Plotting predicted edges

In [32]:
selectedEdges = selectedEdgesUnsupervised
#selectedEdges = selectedEdgesSupervised



tempGraph = G.copy()
tempGraph.add_edges_from(selectedEdges)
colors = []
for e in tempGraph.edges():
    if frozenset(e) in selectedEdges:
        colors.append("blue")
    else:
        colors.append("grey")
plt.rcParams['figure.figsize'] = [17, 10]
nx.draw_networkx(tempGraph, edge_color=colors)
/Users/cazabetremy/.local/lib/python3.6/site-packages/networkx-1.11-py3.6.egg/networkx/drawing/nx_pylab.py:522: MatplotlibDeprecationWarning: The is_string_like function was deprecated in version 2.1.
  if not cb.is_string_like(edge_color) \
/Users/cazabetremy/.local/lib/python3.6/site-packages/networkx-1.11-py3.6.egg/networkx/drawing/nx_pylab.py:526: MatplotlibDeprecationWarning: The is_string_like function was deprecated in version 2.1.
  for c in edge_color]):
/Users/cazabetremy/.local/lib/python3.6/site-packages/networkx-1.11-py3.6.egg/networkx/drawing/nx_pylab.py:724: MatplotlibDeprecationWarning: The is_string_like function was deprecated in version 2.1.
  if not cb.is_string_like(label):

A (naive) example of label prediction

Often, datasets have "labels" on nodes, properties that characterize them.

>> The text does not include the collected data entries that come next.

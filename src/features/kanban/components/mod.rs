pub mod column;
pub mod header;
pub mod task_card;

pub use column::KanbanColumn;
pub use header::KanbanHeader;
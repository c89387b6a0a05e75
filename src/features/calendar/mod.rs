pub mod components;
pub mod grid;
pub mod index;
pub mod panel;
pub mod state;

pub use components::CalendarView;
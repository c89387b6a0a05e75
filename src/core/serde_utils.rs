//! Serde helpers for server payloads.

use serde::{Deserialize, Deserializer};

#[derive(Deserialize)]
#[serde(untagged)]
enum StringOrNumber {
    String(String),
    Int(i64),
    Float(f64),
}

impl From<StringOrNumber> for String {
    fn from(value: StringOrNumber) -> Self {
        match value {
            StringOrNumber::String(s) => s,
            StringOrNumber::Int(n) => n.to_string(),
            StringOrNumber::Float(n) => n.to_string(),
        }
    }
}

/// Deserialize an identifier that the server may send either as a JSON
/// string or as an integer (`"T1"` and `7` are both accepted).
///
/// Usage:
/// ```ignore
/// #[derive(Deserialize)]
/// struct Example {
///     #[serde(deserialize_with = "crate::core::serde_utils::id_string")]
///     id: String,
/// }
/// ```
pub fn id_string<'de, D>(de: D) -> Result<String, D::Error>
where
    D: Deserializer<'de>,
{
    StringOrNumber::deserialize(de).map(String::from)
}

/// Optional variant of [`id_string`]; `null` and a missing field both map to `None`.
pub fn opt_id_string<'de, D>(de: D) -> Result<Option<String>, D::Error>
where
    D: Deserializer<'de>,
{
    Option::<StringOrNumber>::deserialize(de).map(|v| v.map(String::from))
}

In this toy dataset, we can use the "family name" of characters as an attribute.

The goal would be to predict which characters would be the most likely to also be part of the family.

We start by identifying characters of a class

In [33]:
names = nx.get_node_attributes(G,"name")
stark = [(k,n,True) for k,n in names.items() if "Stark" in n]
stark
Out[33]:
[(27, 'Catelyn-Stark', True),
 (3, 'Eddard-Stark', True),
 (38, 'Robb-Stark', True),
 (24, 'Arya-Stark', True),
 (26, 'Bran-Stark', True),
 (10, 'Brandon-Stark', True),
 (41, 'Sansa-Stark', True),
 (25, 'Benjen-Stark', True),
 (37, 'Rickon-Stark', True)]

We train a logistic classifier to recognize family name from node features (directly)

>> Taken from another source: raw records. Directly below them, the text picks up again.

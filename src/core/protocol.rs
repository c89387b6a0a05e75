//! Socket message types exchanged with the board server.
//!
//! Every frame is a JSON text frame of the form
//! `{"event": "<kind>", "data": {...}}`.

use serde::{Deserialize, Serialize};

use super::error::BoardResult;
use super::serde_utils::id_string;
use crate::models::{Task, TaskStatus};

/// Messages the client sends.
#[derive(Debug, Clone, Serialize, Deserialize, PartialEq)]
#[serde(tag = "event", content = "data", rename_all = "snake_case")]
pub enum ClientMessage {
    MoveTask { task_id: String, new_status: TaskStatus },
}

/// Messages the server pushes.
#[derive(Debug, Clone, Serialize, Deserialize, PartialEq)]
#[serde(tag = "event", content = "data", rename_all = "snake_case")]
pub enum ServerMessage {
    TaskCreated(Task),
    TaskMoved {
        #[serde(deserialize_with = "id_string")]
        task_id: String,
        new_status: TaskStatus,
    },
}

impl ClientMessage {
    pub fn to_json(&self) -> BoardResult<String> {
        Ok(serde_json::to_string(self)?)
    }
}

impl ServerMessage {
    pub fn from_json(frame: &str) -> BoardResult<Self> {
        Ok(serde_json::from_str(frame)?)
    }
}

#[cfg(test)]
mod tests {
    use super::*;
    use crate::core::error::BoardError;
    use serde_json::json;

    #[test]
    fn test_move_task_wire_shape() {
        let msg = ClientMessage::MoveTask {
            task_id: "T1".to_string(),
            new_status: TaskStatus::Done,
        };
        let value: serde_json::Value = serde_json::from_str(&msg.to_json().unwrap()).unwrap();

        assert_eq!(
            value,
            json!({"event": "move_task", "data": {"task_id": "T1", "new_status": "done"}})
        );
    }

    #[test]
    fn test_parse_task_moved_with_numeric_id() {
        let msg = ServerMessage::from_json(
            r#"{"event": "task_moved", "data": {"task_id": 17, "new_status": "review"}}"#,
        )
        .unwrap();

        assert_eq!(
            msg,
            ServerMessage::TaskMoved {
                task_id: "17".to_string(),
                new_status: TaskStatus::Review,
            }
        );
    }

    #[test]
    fn test_parse_task_created_with_employees() {
        let frame = json!({
            "event": "task_created",
            "data": {
                "id": 9,
                "name": "Plan sprint",
                "status": "todo",
                "priority": 2,
                "employees": [{"id": 1, "index": "IIP", "full_name": "Ivanov Ivan Petrovich"}]
            }
        })
        .to_string();

        match ServerMessage::from_json(&frame).unwrap() {
            ServerMessage::TaskCreated(task) => {
                assert_eq!(task.id, "9");
                assert_eq!(task.status, TaskStatus::Todo);
                assert_eq!(task.employees.len(), 1);
                assert_eq!(task.employees[0].label(), "IIP");
            }
            other => panic!("unexpected message: {:?}", other),
        }
    }

    #[test]
    fn test_rejects_unknown_event_and_status() {
        let unknown_event = ServerMessage::from_json(r#"{"event": "task_deleted", "data": {"task_id": 1}}"#);
        let unknown_status = ServerMessage::from_json(
            r#"{"event": "task_moved", "data": {"task_id": 1, "new_status": "archived"}}"#,
        );

        assert!(matches!(unknown_event, Err(BoardError::Protocol(_))));
        assert!(matches!(unknown_status, Err(BoardError::Protocol(_))));
    }
}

An plot the most likely candidates

In [34]:
nonStark = [(k,v,False) for k,v in names.items() if k not in [v for v,_,_ in stark]]
logistic = sk.linear_model.LogisticRegression()
logistic.fit([theEmbedding[i] for i,_,_ in stark+nonStark],[l for _,_,l in stark+nonStark])
scores = logistic.decision_function([theEmbedding[i] for (i,_,_) in nonStark])
sortedPredictions = sorted([(scores[i],nonStark[i])for i in range(len(scores))],reverse=True)
sortedPredictions[:10]
Out[34]:
[(-0.7039584892255808, (80, 'Todder', False)),
 (-0.7066667530365709, (8, 'Samwell-Tarly', False)),
 (-0.742349905515772, (20, 'Tyrion-Lannister', False)),
 (-0.8440833769788808, (67, 'Jon-Umber-(Greatjon)', False)),
 (-0.9146646108586127, (64, 'Hoster-Tully', False)),
 (-0.9408125684642789, (50, 'Theon-Greyjoy', False)),
 (-1.0258221626884911, (70, 'Haggo', False)),
 (-1.0763994957704113, (76, 'Jhiqui', False)),
 (-1.226576457657273, (22, 'Jory-Cassel', False)),
 (-1.2355813280328216, (7, 'Jon-Snow', False))]

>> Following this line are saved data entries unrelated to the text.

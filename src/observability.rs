use std::net::SocketAddr;

use crate::sql::Command;

// ── RED metrics (request-driven) ────────────────────────────────

/// Counter: total commands executed. Labels: command, status.
pub const QUERIES_TOTAL: &str = "forecourt_queries_total";

/// Histogram: command latency in seconds. Labels: command.
pub const QUERY_DURATION_SECONDS: &str = "forecourt_query_duration_seconds";

/// Counter: booking items committed through checkout.
pub const BOOKING_ITEMS_CREATED_TOTAL: &str = "forecourt_booking_items_created_total";

// ── USE metrics (resource utilization) ──────────────────────────

/// Gauge: active TCP connections.
pub const CONNECTIONS_ACTIVE: &str = "forecourt_connections_active";

/// Counter: total connections accepted.
pub const CONNECTIONS_TOTAL: &str = "forecourt_connections_total";

/// Counter: connections rejected due to the connection limit.
pub const CONNECTIONS_REJECTED_TOTAL: &str = "forecourt_connections_rejected_total";

/// Gauge: number of active tenants (loaded engines).
pub const TENANTS_ACTIVE: &str = "forecourt_tenants_active";

/// Histogram: WAL group-commit flush duration in seconds.
pub const WAL_FLUSH_DURATION_SECONDS: &str = "forecourt_wal_flush_duration_seconds";

/// Histogram: WAL group-commit batch size (events per flush).
pub const WAL_FLUSH_BATCH_SIZE: &str = "forecourt_wal_flush_batch_size";

/// Install the Prometheus exporter on the given port. No-op if `None`.
pub fn init(port: Option<u16>) {
    let Some(port) = port else { return };
    let addr: SocketAddr = ([0, 0, 0, 0], port).into();
    metrics_exporter_prometheus::PrometheusBuilder::new()
        .with_http_listener(addr)
        .install()
        .expect("failed to install Prometheus metrics exporter");
    tracing::info!("metrics endpoint: http://0.0.0.0:{port}/metrics");
}

/// Map a Command variant to a short label for metrics.
pub fn command_label(cmd: &Command) -> &'static str {
    match cmd {
        Command::SeedService { .. } => "seed_service",
        Command::RetireService { .. } => "retire_service",
        Command::UpsertCustomer { .. } => "upsert_customer",
        Command::UpsertVendor { .. } => "upsert_vendor",
        Command::UpsertOffering { .. } => "upsert_offering",
        Command::UpdateOffering { .. } => "update_offering",
        Command::RemoveOffering { .. } => "remove_offering",
        Command::AddCartItem { .. } => "add_cart_item",
        Command::RescheduleCartItem { .. } => "reschedule_cart_item",
        Command::RemoveCartItem { .. } => "remove_cart_item",
        Command::Checkout { .. } => "checkout",
        Command::DeleteGroup { .. } => "delete_group",
        Command::SetItemStatus { .. } => "set_item_status",
        Command::SelectSlots { .. } => "select_slots",
        Command::SelectServices => "select_services",
        Command::SelectOfferings { .. } => "select_offerings",
        Command::SelectCart { .. } => "select_cart",
        Command::SelectGroups { .. } => "select_groups",
        Command::SelectBookings { .. } => "select_bookings",
        Command::Listen { .. } => "listen",
        Command::Unlisten { .. } => "unlisten",
    }
}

We plot the graph with original labels in blue and likeliness in grey

position of nodes can be force layout

In [35]:
maxValue = max([x for x,_ in sortedPredictions])
scoresAllNodes = sortedPredictions+[(maxValue,(ID,name,b)) for (ID,name,b) in stark]
scoresAllNodes = sorted(scoresAllNodes,key=itemgetter(1))
positionForceLayout=True
#feature = 7
nbNodes = G.number_of_nodes()
normalized = sk.preprocessing.minmax_scale([x for (x,_) in scoresAllNodes])
colors = [Greys(normalized[i]) for i in range(nbNodes)]
for i in range(len(colors)):
    if scoresAllNodes[i][1] in stark:
        colors[i]=[0.2,0.8,0.8,1]
In [36]:
plt.rcParams['figure.figsize'] = [17, 10]

if positionForceLayout:
    nx.draw_networkx(G,
                       node_color=colors,nodelist=range(nbNodes),
                       width=0.1, node_size=500,
                       arrows=False, alpha=0.8,
                       font_size=10,labels=nx.get_node_attributes(G,"name"))
else:
    nx.draw_networkx(G,pos,
                       node_color=colors,nodelist=range(nbNodes),
                       width=0.1, node_size=500,
                       arrows=False, alpha=0.8,
                       font_size=10,labels=nx.get_node_attributes(G,"name"))
sm = plt.cm.ScalarMappable(cmap=Greys, norm=plt.Normalize(vmin=0, vmax=1))
sm._A = []
plt.colorbar(sm)
plt.show()
/Users/cazabetremy/.local/lib/python3.6/site-packages/networkx-1.11-py3.6.egg/networkx/drawing/nx_pylab.py:522: MatplotlibDeprecationWarning: The is_string_like function was deprecated in version 2.1.
  if not cb.is_string_like(edge_color) \
/Users/cazabetremy/.local/lib/python3.6/site-packages/networkx-1.11-py3.6.egg/networkx/drawing/nx_pylab.py:543: MatplotlibDeprecationWarning: The is_string_like function was deprecated in version 2.1.
  if cb.is_string_like(edge_color) or len(edge_color) == 1:
/Users/cazabetremy/.local/lib/python3.6/site-packages/networkx-1.11-py3.6.egg/networkx/drawing/nx_pylab.py:724: MatplotlibDeprecationWarning: The is_string_like function was deprecated in version 2.1.
  if not cb.is_string_like(label):